İzmir’de çalışan hemşireler de Fatma Hemşire gibi çocuklarını bırakacak yer bulma konusunda birçok sıkıntı yaşıyor. Fatma Hemşire’nin yaşadıklarının ardından da çocukları için kaygıları artmış durumda. Çocuklarını bırakacakları bir yer olmadığı için ücretsiz izne ayrılmaktan, çocuğu çocuğa emanet edip işe gitmek zorunda kalmaya kadar kendilerince çare bulmaya çalışan hemşireler Sağlık Bakanı Fahrettin Koca’ya oldukça tepkili…

‘AKLIMIZ ÇOCUKLARDA KAYGIYLA ÇALIŞIYORUZ’

Zelih, Ameliyat Hemşiresi, 14 yaşında bir çocuğu var. “Zaten çok zor büyüttük çocuklarımızı” diyor; “Ben icapcıyım, nöbette olduğum zaman yalnız kalıyor evde çocuğum. Kardeşim de sağlık çalışanı, onun da çocuğu var. Bazen ikisi birlikte kalıyor. Aklım hep onlarda, her dakika aramam mümkün değil. Bir ameliyat bazen 5-6 saat sürüyor. Endişe içerisindeyim. İşimiz stresli, çocukların kaygısı da olunca iki kat yoruluyoruz. Sabahları erken kalkmak zorunda kalıyoruz. ‘Hadi kendin hazırla kahvaltını’ diyemiyorsun. Çocuklarda dengesiz beslenme gelişti. Geçen hazırlayamadım, ‘Ne yediniz’ diye sordum, domates, salatalık, ekmek… Protein yok. Akşam eve gidiyorsun, aç kurt gibi saldırıyorlar, daha önceden hazırladıysan onu yiyor, yoksa o yorgunlukla hızlıca ne yapabilirsen. 24 saat nöbet tutuyoruz, çok yoruluyoruz. Önceki gece 23.00’te eşim nöbetteyken, acil ameliyathaneden aradılar beni. Kızım tek, yanımda götürsem salgın var. Kardeşimi aradım, geldi, öyle çıkabildim. Hastanede acil bir durum var ona mı telaş yapayım, çocuğu bırakıp gidemiyorum ona mı? Benim kardeşim var yakınımda, olmayan ne yapsın.”
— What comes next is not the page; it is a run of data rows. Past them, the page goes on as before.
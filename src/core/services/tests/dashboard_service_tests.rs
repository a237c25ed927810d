use crate::core::services::{Aggregate, Dashboard, DashboardService};
use crate::domain::{Category, Ledger, TransactionType};

use super::{ledger_of, two_month_ledger, txn};

#[test]
fn empty_ledger_renders_getting_started_dashboard() {
    assert_eq!(DashboardService::render(&Ledger::new()), Dashboard::Empty);
}

#[test]
fn populated_dashboard_carries_every_section() {
    let ledger = two_month_ledger();
    let Dashboard::Populated(view) = DashboardService::render(&ledger) else {
        panic!("expected populated dashboard");
    };
    assert_eq!(view.totals.income, 4000.0);
    assert_eq!(view.totals.expense, 1050.0);
    assert_eq!(view.monthly.len(), 2);
    assert_eq!(view.history.len(), 4);
    assert_eq!(view.history[0].category, Category::Salary);
    let forecast = view.forecast.ready().expect("forecast");
    assert_eq!(forecast.predicted, 1475.0);
    assert!(view.categories.is_ready());
}

#[test]
fn expense_only_dashboard_omits_forecast_but_keeps_metrics() {
    let ledger = ledger_of(vec![txn(
        (2024, 5, 1),
        Category::Rent,
        TransactionType::Expense,
        800.0,
    )]);
    let Dashboard::Populated(view) = DashboardService::render(&ledger) else {
        panic!("expected populated dashboard");
    };
    assert_eq!(view.totals.income, 0.0);
    assert_eq!(view.totals.net_savings(), -800.0);
    assert_eq!(
        view.forecast,
        Aggregate::InsufficientData {
            missing: TransactionType::Income
        }
    );
}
‘7/24 AÇIK, ÜCRETSİZ ÇOCUK BAKIM MERKEZLERİ, KREŞLER İSTİYORUZ’

Fatma Hemşire’nin yaşadığını bir daha kimsenin yaşamaması için hızla çözüm bulunması gerektiğini söyleyen Zelih Hemşire, “7/24 kreş talebimiz var. Ayrıca gece nöbete gidenler için daha büyük yaştaki çocukları, bırakabilecekleri güvenli alanlar lazım. Acil çözüm için kreş desteği sağlanmalı. Bu duruma hızla çözüm üretmek gerekiyor. Endişeyle işe gitmek istemiyoruz” diyor.

Çalıştığı hastanede kreş olduğunu ancak gündüz mesaisi içerisinde açık olduğunu ve kapasitesinin yetersiz olduğunu söyleyen Zelih Hemşire, “Çocuğu kreşte olanların nöbetten çıkışlarını, nasıl giyindiklerini görseniz, paldır küldür çıkıyor. Bazen kafasında bone unutuyor… Bazen üzerini değiştiremiyor. Nöbetçi eczane varsa, 7/24 kreş de olmalı” dedi. Çalışma koşullarının da ağır olduğunu, çok yorulduklarını aktaran Zelih Hemşire, “Eleman eksikliği var. Bir insan 5 insan, bazen 10 insanın işini yapıyor. 8 saat yerine 10 saat çalışıyoruz” diye tepki gösteriyor.

ÇOCUĞUNU NÖBETE GETİREN HEMŞİREYE TUTANAK!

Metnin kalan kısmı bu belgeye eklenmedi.